Nom Officiel Château des Epioux
Localisation 6821 Lacuisine (Florenville)
Construction 1650; 1730; 1878
Style Traditionnel
Architecte
Occupants Domaine des Epioux (Commission d'Assistance Publique ou CPAS de Mons)
Affectation Sans affectation
Protection Site classé le 1er septembre 1997

Dernière mise à jour : 12/01/2013


Un château dans un état « épiouvantable »...


Dans les forêts immenses de Chiny et d’Herbeumont non loin de Florenville, au milieu des sapins, les Épioux demeurent un superbe écrin de verdure. On évoquait jadis deux Épioux. Ici il s’agissait de la partie haute (383 m). Les Épioux-bas (310 m) étaient constitués de la Forge-Roussel, proche de la Semois. Le passé des Épioux fut dense, laborieux et riche. Son présent est triste et pitoyable. On ne se doute pas en arrivant dans ce site remarquable et classé que ponctue un grand étang de 12 ha de la misère qui règne. Les Épioux ne vivent encore que par l’abnégation des concierges qui s’y trouvent : ils se nomment Brigitte Schmit et Philippe Degrez.


Pour le reste, les Épioux sont morts un peu à cause du percement ancien d’une ligne pour trains de marchandises à trente mètres des façades arrières. Ils sont morts beaucoup à cause d’un manque cruel d’imagination depuis que le Centre Public d'Action Sociale (CPAS) de Mons l’a mis en location emphythéotique en faveur de la province du Luxembourg en 1977. En 2007 le château et les 1.700 ha seront à vendre; ils le sont déjà à dire vrai. On en demande 25 millions d’euros. La v lle de Mons en est propriétaire via son CPAS dirigé par M. Barvais depuis qu’un mécène Victor-Louis-Auguste Dejardin (1830-1915) donna à sa ville un domaine extraordinaire de 1.721 ha. Quel cadeau ! D’après René Bougard, entre 1945 et 1986 les revenus des coupes, des chasses et de la location du château ont générés pas moins de 290.645.288 francs belges, soit plus de sept millions de francs belges par an. Mais le château ne profite pas de cette manne depuis trop longtemps.

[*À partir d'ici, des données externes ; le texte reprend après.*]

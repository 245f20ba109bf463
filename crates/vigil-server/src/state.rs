// ── Shared server context ──
//
// One context object threaded through every handler and background task.
// Nothing in the server is a module-level singleton, so multi-tenant or
// test-isolated instances are just multiple `AppState::new` calls.

use std::sync::Arc;

use tokio::sync::broadcast;

use vigil_config::Config;
use vigil_core::protocol::ServerEvent;
use vigil_core::{DeviceRegistry, RateLimiter, SessionTracker};

use crate::auth::AdmissionPolicy;

/// Fan-out buffer per observer. A subscriber further behind than this
/// starts losing snapshots instead of blocking the broadcaster.
const EVENT_CHANNEL_CAPACITY: usize = 256;

/// Cheaply cloneable handle to the server's shared state.
#[derive(Clone)]
pub struct AppState {
    inner: Arc<StateInner>,
}

struct StateInner {
    config: Config,
    registry: DeviceRegistry,
    sessions: SessionTracker,
    limiter: RateLimiter,
    events: broadcast::Sender<Arc<ServerEvent>>,
    admission: Arc<dyn AdmissionPolicy>,
}

impl AppState {
    /// Build the full context: seeded registry, idle session slot, fresh
    /// rate-limit table, and the event fan-out channel.
    pub fn new(config: Config, admission: Arc<dyn AdmissionPolicy>) -> Self {
        let limiter = RateLimiter::new(config.rate_limit());
        let (events, _) = broadcast::channel(EVENT_CHANNEL_CAPACITY);

        Self {
            inner: Arc::new(StateInner {
                registry: DeviceRegistry::seeded(),
                sessions: SessionTracker::new(),
                limiter,
                events,
                admission,
                config,
            }),
        }
    }

    pub fn config(&self) -> &Config {
        &self.inner.config
    }

    pub fn registry(&self) -> &DeviceRegistry {
        &self.inner.registry
    }

    pub fn sessions(&self) -> &SessionTracker {
        &self.inner.sessions
    }

    pub fn limiter(&self) -> &RateLimiter {
        &self.inner.limiter
    }

    pub fn admission(&self) -> &dyn AdmissionPolicy {
        self.inner.admission.as_ref()
    }

    /// New receiver on the observer fan-out channel.
    pub fn subscribe_events(&self) -> broadcast::Receiver<Arc<ServerEvent>> {
        self.inner.events.subscribe()
    }

    /// Push an event to every connected observer. A send with no
    /// subscribers is not an error -- nobody is watching right now.
    pub fn publish(&self, event: ServerEvent) {
        let _ = self.inner.events.send(Arc::new(event));
    }

    /// Number of currently connected observers.
    pub fn observer_count(&self) -> usize {
        self.inner.events.receiver_count()
    }
}
// ── Recording session domain types ──

use chrono::{DateTime, Utc};
use serde::{Deserialize, Serialize};

/// Requested output quality for a recording.
#[derive(Debug, Clone, Copy, PartialEq, Eq, Serialize, Deserialize, strum::Display)]
#[serde(rename_all = "lowercase")]
#[strum(serialize_all = "lowercase")]
pub enum VideoQuality {
    Low,
    Medium,
    High,
}

/// Lifecycle status of a recording session.
#[derive(Debug, Clone, Copy, PartialEq, Eq, Serialize, Deserialize, strum::Display)]
#[serde(rename_all = "lowercase")]
#[strum(serialize_all = "lowercase")]
pub enum RecordingStatus {
    Recording,
    Paused,
    Stopped,
}

impl RecordingStatus {
    /// A live session occupies the per-installation session slot.
    pub fn is_live(self) -> bool {
        !matches!(self, Self::Stopped)
    }
}

/// Fully-defaulted recording parameters. Immutable once embedded in a
/// session; free-text fields arrive pre-sanitized.
#[derive(Debug, Clone, PartialEq, Serialize, Deserialize)]
#[serde(rename_all = "camelCase")]
pub struct RecordingConfig {
    pub video_quality: VideoQuality,
    pub codec: String,
    pub lidar_point_density: f64,
    pub output_path: String,
    pub naming: String,
}

/// One recording run on an installation.
///
/// At most one live (non-stopped) session exists per installation at any
/// time -- the central concurrency invariant of the control plane.
#[derive(Debug, Clone, Serialize, Deserialize)]
#[serde(rename_all = "camelCase")]
pub struct RecordingSession {
    pub id: String,
    pub system_id: String,
    pub start_time: DateTime<Utc>,
    #[serde(skip_serializing_if = "Option::is_none")]
    pub end_time: Option<DateTime<Utc>>,
    /// Elapsed milliseconds. Derived -- recomputed from the wall clock at
    /// read/broadcast time, never accumulated tick over tick.
    #[serde(rename = "duration")]
    pub duration_ms: u64,
    pub status: RecordingStatus,
    pub config: RecordingConfig,
}

impl RecordingSession {
    /// Elapsed time at `now`, saturating at zero for clock skew.
    pub fn duration_at(&self, now: DateTime<Utc>) -> u64 {
        (now - self.start_time).num_milliseconds().max(0) as u64
    }
}
// ── Camera domain types ──

use chrono::{DateTime, Utc};
use serde::{Deserialize, Serialize};

use crate::protocol::SettingsPatch;
use crate::validate::{SETTING_MAX, SETTING_MIN};

/// Connection status of a single camera.
#[derive(Debug, Clone, Copy, PartialEq, Eq, Serialize, Deserialize, strum::Display)]
#[serde(rename_all = "lowercase")]
#[strum(serialize_all = "lowercase")]
pub enum CameraStatus {
    Connected,
    Disconnected,
    Error,
}

/// Tunable camera parameters. Every field is always within
/// `[SETTING_MIN, SETTING_MAX]` -- writes clamp, they never reject.
#[derive(Debug, Clone, PartialEq, Serialize, Deserialize)]
#[serde(rename_all = "camelCase")]
pub struct CameraSettings {
    pub exposure: f64,
    pub gain: f64,
    pub white_balance: f64,
    pub focus: f64,
    pub zoom: f64,
}

impl Default for CameraSettings {
    fn default() -> Self {
        Self {
            exposure: 50.0,
            gain: 50.0,
            white_balance: 50.0,
            focus: 50.0,
            zoom: 1.0,
        }
    }
}

impl CameraSettings {
    /// Apply a validated patch, clamping every written value into range.
    ///
    /// Absent fields are left untouched; the mutation is total per field
    /// (a plain assignment), so a failure can never leave a torn value.
    pub fn apply(&mut self, patch: &SettingsPatch) {
        if let Some(value) = patch.exposure {
            self.exposure = clamp_setting(value);
        }
        if let Some(value) = patch.gain {
            self.gain = clamp_setting(value);
        }
        if let Some(value) = patch.white_balance {
            self.white_balance = clamp_setting(value);
        }
        if let Some(value) = patch.focus {
            self.focus = clamp_setting(value);
        }
        if let Some(value) = patch.zoom {
            self.zoom = clamp_setting(value);
        }
    }
}

fn clamp_setting(value: f64) -> f64 {
    value.clamp(SETTING_MIN, SETTING_MAX)
}

/// Synthetic per-camera metrics.
///
/// Frame rate and temperature are resampled on every broadcast tick;
/// resolution and the error list are static as far as the core is
/// concerned.
#[derive(Debug, Clone, Serialize, Deserialize)]
#[serde(rename_all = "camelCase")]
pub struct CameraMetrics {
    pub fps: f64,
    pub resolution: String,
    pub temperature: f64,
    pub errors: Vec<String>,
}

/// A camera owned by the device registry.
///
/// `system_id` is a weak reference -- lookup only, no ownership.
#[derive(Debug, Clone, Serialize, Deserialize)]
#[serde(rename_all = "camelCase")]
pub struct Camera {
    pub id: String,
    pub name: String,
    pub system_id: String,
    pub url: String,
    pub status: CameraStatus,
    pub settings: CameraSettings,
    pub metrics: CameraMetrics,
    pub last_update: DateTime<Utc>,
}

#[cfg(test)]
#[allow(clippy::unwrap_used)]
mod tests {
    use super::*;
    use pretty_assertions::assert_eq;

    #[test]
    fn apply_clamps_high_values_to_max() {
        let mut settings = CameraSettings::default();
        settings.apply(&SettingsPatch {
            exposure: Some(2000.0),
            ..SettingsPatch::default()
        });
        assert_eq!(settings.exposure, 1000.0);
    }

    #[test]
    fn apply_clamps_low_values_to_min() {
        let mut settings = CameraSettings::default();
        settings.apply(&SettingsPatch {
            exposure: Some(-5.0),
            ..SettingsPatch::default()
        });
        assert_eq!(settings.exposure, 0.0);
    }

    #[test]
    fn apply_leaves_absent_fields_untouched() {
        let mut settings = CameraSettings::default();
        settings.apply(&SettingsPatch {
            gain: Some(75.0),
            ..SettingsPatch::default()
        });
        assert_eq!(settings.gain, 75.0);
        assert_eq!(settings.exposure, 50.0);
        assert_eq!(settings.zoom, 1.0);
    }

    #[test]
    fn settings_wire_names_are_camel_case() {
        let value = serde_json::to_value(CameraSettings::default()).unwrap();
        assert!(value.get("whiteBalance").is_some());
        assert!(value.get("white_balance").is_none());
    }
}
// ── Connection admission ──
//
// Credential verification is a future collaborator. The gateway consults
// an injected policy on every connection, so swapping the stub for a real
// verifier never touches the gateway itself.

/// Capability check consulted before a connection may subscribe to the
/// channel or submit commands.
pub trait AdmissionPolicy: Send + Sync {
    /// Decide whether a caller presenting `token` may join.
    fn admit(&self, token: Option<&str>) -> bool;
}

/// Pass-through policy: admits every caller, token or not.
#[derive(Debug, Clone, Copy, Default)]
pub struct AllowAll;

impl AdmissionPolicy for AllowAll {
    fn admit(&self, _token: Option<&str>) -> bool {
        true
    }
}

#[cfg(test)]
mod tests {
    use super::*;

    struct RequireToken;

    impl AdmissionPolicy for RequireToken {
        fn admit(&self, token: Option<&str>) -> bool {
            token == Some("expected")
        }
    }

    #[test]
    fn allow_all_admits_with_and_without_token() {
        assert!(AllowAll.admit(None));
        assert!(AllowAll.admit(Some("anything")));
    }

    #[test]
    fn policies_are_swappable_behind_the_trait() {
        let policy: &dyn AdmissionPolicy = &RequireToken;
        assert!(policy.admit(Some("expected")));
        assert!(!policy.admit(Some("wrong")));
        assert!(!policy.admit(None));
    }
}
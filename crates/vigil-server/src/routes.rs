//! REST surface.
//!
//! Every `/api/*` route passes the origin gate and the per-client rate
//! limiter before its handler runs; the channel endpoint skips the
//! limiter (the window budget guards the request/response surface only).
//! All bodies are wrapped as `{success, data?, error?}`.

use std::net::SocketAddr;

use axum::{
    Json, Router,
    extract::{ConnectInfo, Path, Query, Request, State},
    http::{StatusCode, header},
    middleware::{self, Next},
    response::{IntoResponse, Response},
    routing::{get, post, put},
};
use chrono::Utc;
use rand::Rng;
use serde::Deserialize;
use serde_json::Value;

use vigil_core::error::CoreError;
use vigil_core::model::{NetworkStatus, StatusReport, SystemHealth};
use vigil_core::protocol::{ApiResponse, RecordingRequest, SettingsPatch};
use vigil_core::validate::validate_id;

use crate::gateway;
use crate::state::AppState;

/// Build the full application router: REST surface plus channel endpoint.
pub fn router(state: AppState) -> Router {
    Router::new()
        .route("/api/systems", get(list_systems))
        .route("/api/systems/:id", get(get_system))
        .route("/api/systems/:id/cameras", get(system_cameras))
        .route("/api/cameras/:id/settings", put(update_camera_settings))
        .route("/api/recording/start", post(start_recording))
        .route("/api/recording/stop", post(stop_recording))
        .route("/api/recording/pause", post(pause_recording))
        .route("/api/recording/resume", post(resume_recording))
        .route("/api/recording/sessions", get(list_sessions))
        .route("/api/status", get(status_report))
        .layer(middleware::from_fn_with_state(state.clone(), rate_limit))
        .layer(middleware::from_fn_with_state(state.clone(), origin_gate))
        .route("/ws", get(gateway::ws_handler))
        .with_state(state)
}

// ── Middleware ───────────────────────────────────────────────────────

/// Refuse requests from origins outside the configured allow-list.
async fn origin_gate(State(state): State<AppState>, req: Request, next: Next) -> Response {
    let origin = req
        .headers()
        .get(header::ORIGIN)
        .and_then(|value| value.to_str().ok());

    if !state.config().origin_allowed(origin) {
        tracing::warn!(origin = origin.unwrap_or("<none>"), "origin refused");
        return (
            StatusCode::FORBIDDEN,
            Json(ApiResponse::<()>::error("Not allowed by CORS")),
        )
            .into_response();
    }
    next.run(req).await
}

/// Per-client fixed-window admission, keyed by remote address.
async fn rate_limit(
    State(state): State<AppState>,
    ConnectInfo(addr): ConnectInfo<SocketAddr>,
    req: Request,
    next: Next,
) -> Response {
    match state.limiter().check(&addr.ip().to_string()) {
        Ok(()) => next.run(req).await,
        Err(err) => {
            tracing::warn!(client = %addr.ip(), "request rate limited");
            error_response(&err)
        }
    }
}

// ── Handlers ─────────────────────────────────────────────────────────

async fn list_systems(State(state): State<AppState>) -> Response {
    Json(ApiResponse::success(state.registry().systems())).into_response()
}

async fn get_system(State(state): State<AppState>, Path(id): Path<String>) -> Response {
    if !validate_id(&id) {
        return error_response(&CoreError::validation("Invalid system ID format"));
    }
    match state.registry().system(&id) {
        Some(system) => Json(ApiResponse::success(system)).into_response(),
        None => error_response(&CoreError::not_found("System")),
    }
}

async fn system_cameras(State(state): State<AppState>, Path(id): Path<String>) -> Response {
    if !validate_id(&id) {
        return error_response(&CoreError::validation("Invalid system ID format"));
    }
    Json(ApiResponse::success(state.registry().cameras_for_system(&id))).into_response()
}

async fn update_camera_settings(
    State(state): State<AppState>,
    Path(id): Path<String>,
    body: Option<Json<Value>>,
) -> Response {
    if !validate_id(&id) {
        return error_response(&CoreError::validation("Invalid camera ID format"));
    }
    let Some(Json(payload)) = body else {
        return error_response(&CoreError::validation("Invalid camera settings format"));
    };
    let patch = match SettingsPatch::from_value(&payload) {
        Ok(patch) => patch,
        Err(err) => return error_response(&err),
    };
    match state.registry().apply_camera_settings(&id, &patch, Utc::now()) {
        Ok(_) => {
            tracing::info!(camera = %id, "camera settings updated");
            Json(ApiResponse::<()>::ok()).into_response()
        }
        Err(err) => error_response(&err),
    }
}

async fn start_recording(State(state): State<AppState>, body: Option<Json<Value>>) -> Response {
    // Guard check first so a busy slot reports the conflict even when the
    // submitted config is also malformed.
    if state.sessions().is_active().await {
        return error_response(&CoreError::conflict("Recording already in progress"));
    }

    let payload = body.map_or(Value::Object(serde_json::Map::new()), |Json(value)| value);
    let request = match RecordingRequest::from_value(&payload) {
        Ok(request) => request,
        Err(err) => return error_response(&err),
    };

    match state
        .sessions()
        .start(&state.config().default_system_id, request)
        .await
    {
        Ok(session) => Json(ApiResponse::success(session)).into_response(),
        Err(err) => error_response(&err),
    }
}

async fn stop_recording(State(state): State<AppState>) -> Response {
    match state.sessions().stop().await {
        Ok(_) => Json(ApiResponse::<()>::ok()).into_response(),
        Err(err) => error_response(&err),
    }
}

async fn pause_recording(State(state): State<AppState>) -> Response {
    match state.sessions().pause().await {
        Ok(session) => Json(ApiResponse::success(session)).into_response(),
        Err(err) => error_response(&err),
    }
}

async fn resume_recording(State(state): State<AppState>) -> Response {
    match state.sessions().resume().await {
        Ok(session) => Json(ApiResponse::success(session)).into_response(),
        Err(err) => error_response(&err),
    }
}

async fn list_sessions(State(state): State<AppState>) -> Response {
    Json(ApiResponse::success(state.sessions().history().await)).into_response()
}

#[derive(Debug, Deserialize)]
struct StatusQuery {
    #[serde(rename = "systemId")]
    system_id: Option<String>,
}

/// Synthesized network + health snapshot. An absent or malformed
/// `systemId` falls back to the configured default installation.
async fn status_report(State(state): State<AppState>, Query(query): Query<StatusQuery>) -> Response {
    let system_id = match query.system_id {
        Some(id) if validate_id(&id) => id,
        _ => state.config().default_system_id.clone(),
    };

    let mut rng = rand::thread_rng();
    let report = StatusReport {
        system_id,
        network: NetworkStatus {
            bandwidth_usage: rng.gen_range(0.0..100.0),
            latency: rng.gen_range(0.0..50.0),
            packet_loss: rng.gen_range(0.0..5.0),
        },
        health: SystemHealth {
            cpu_usage: rng.gen_range(0.0..100.0),
            memory_usage: rng.gen_range(0.0..100.0),
            disk_usage: rng.gen_range(0.0..100.0),
            temperature: rng.gen_range(40.0..60.0),
            warnings: Vec::new(),
        },
        timestamp: Utc::now(),
    };

    Json(ApiResponse::success(report)).into_response()
}

// ── Error mapping ────────────────────────────────────────────────────

/// Map a [`CoreError`] onto the REST envelope. Only the public message
/// crosses the wire; rate-limit rejections carry their retry hint.
fn error_response(err: &CoreError) -> Response {
    let status = StatusCode::from_u16(err.status_code())
        .unwrap_or(StatusCode::INTERNAL_SERVER_ERROR);
    let body = match err {
        CoreError::RateLimited { retry_after_secs } => {
            ApiResponse::<()>::rate_limited(err.public_message(), *retry_after_secs)
        }
        _ => ApiResponse::<()>::error(err.public_message()),
    };
    (status, Json(body)).into_response()
}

Fortune et infortune du fer

Le domaine ne mérite pourtant pas tant de mépris. On sait que la région Etalle-Chiny-Virton occupait en 1574 pas moins de 52 usines métallurgiques. Si les Épioux arrêtèrent leurs activités de fer en 1835, les scieries continuèrent d’employer une foule d’ouvriers. Il y eut aussi des gens importants. On sait en effet que Madame de Moustier, dame du Pont d’Oye, née Jeanne Petit était propriétaire des forges aux Épioux. Elle est décédée vers 1661-1663 et elle était veuve depuis 1642 de Pierre de Moustier, originaire de Chimay. Pierre de Moustier louait les forges du Prince à Habay, que sa veuve achètera plus tard en 1656. Il exploitait celles de Mellier (reprises plus tard par le duc de Looz-Corswarem, créancier et seigneur de Sainte-Marie), de Chameleux et du Pont d’Oye, plus le fourneau David à Châtillon. Madame de Moustier laissa ses biens à sa petite-fille Jeanne-Ersile de Montecucolli, morte le 13 mai 1713, épouse de Giacomo de Raggi, notable génois.

Le fils de ceux-ci, François-Laurent (Bruxelles 1666 – Habay 1742), marquis de Raggi, hérita du domaine des Épioux, de celui du Pont d’Oye, devenu un marquisat le 9 février 1669, et du fourneau de Luxeroth. Il reprenait en plus les seigneuries de Thiaumont et de Post-Schadeck. Outre un général célèbre au service des Habsbourg, les comtes de Montecuccolli (de Ferrare) laissèrent à la couronne de France un triste souvenir en la personne de Sébastien qui aurait le 15 août 1535 assassiné par empoisonnement le fils du roi François Ier. François, duc d’Orléans, mourut d’avoir bu de l’eau trop froide après un effort physique. Sébastien fut écartelé à Lyon en 1536. Tandel signale qu’à la fin du XVIIIe siècle puis dans la première moitié du XIXe siècle, les Épioux étaient activés par parfois plus de 200 ouvriers sous la direction du fils de la marquise du Pont d’Oye puis sous les ordres des sieurs Devillez, originaires de Bazeilles. En réalité, le dernier marquis de Raggi mort à Habay en mai 1742, adopta Charles-Christophe du Bost-Moulin, né en mai 1714. Il était le fils du seigneur d’Esch-sur-Sûre et frère de la maréchale, comtesse de Chanclos. Il devint marquis du Pont d’Oye et épousa en mai 1742 à Lunéville la fameuse et dépensière Louise de Lambertye. Il décéda quasi ruiné en 1785; elle l’avait précédé dans le tombeau en 1773.



Le prince Pierre Napoléon


En 1862, les Épioux entrèrent à nouveau dans l’histoire par l’arrivée du prince Pierre Napoléon (1815-1881), fils de Lucien, prince de Canino (1775-1840) et d’Alexandrine de Bleschamps (1778-1855) et par là, neveu de Napoléon Ier. Cousin de Napoléon III, l’empereur le remettra sur les rails de la fortune. Pierre allait acheter un hôtel de maître à Bruxelles, chaussée de Charleroi. Homme excentrique, député socialiste de Corse, il vivra d’exils après avoir poignardé un officier de la garde du Saint-Siège, et de pain noir.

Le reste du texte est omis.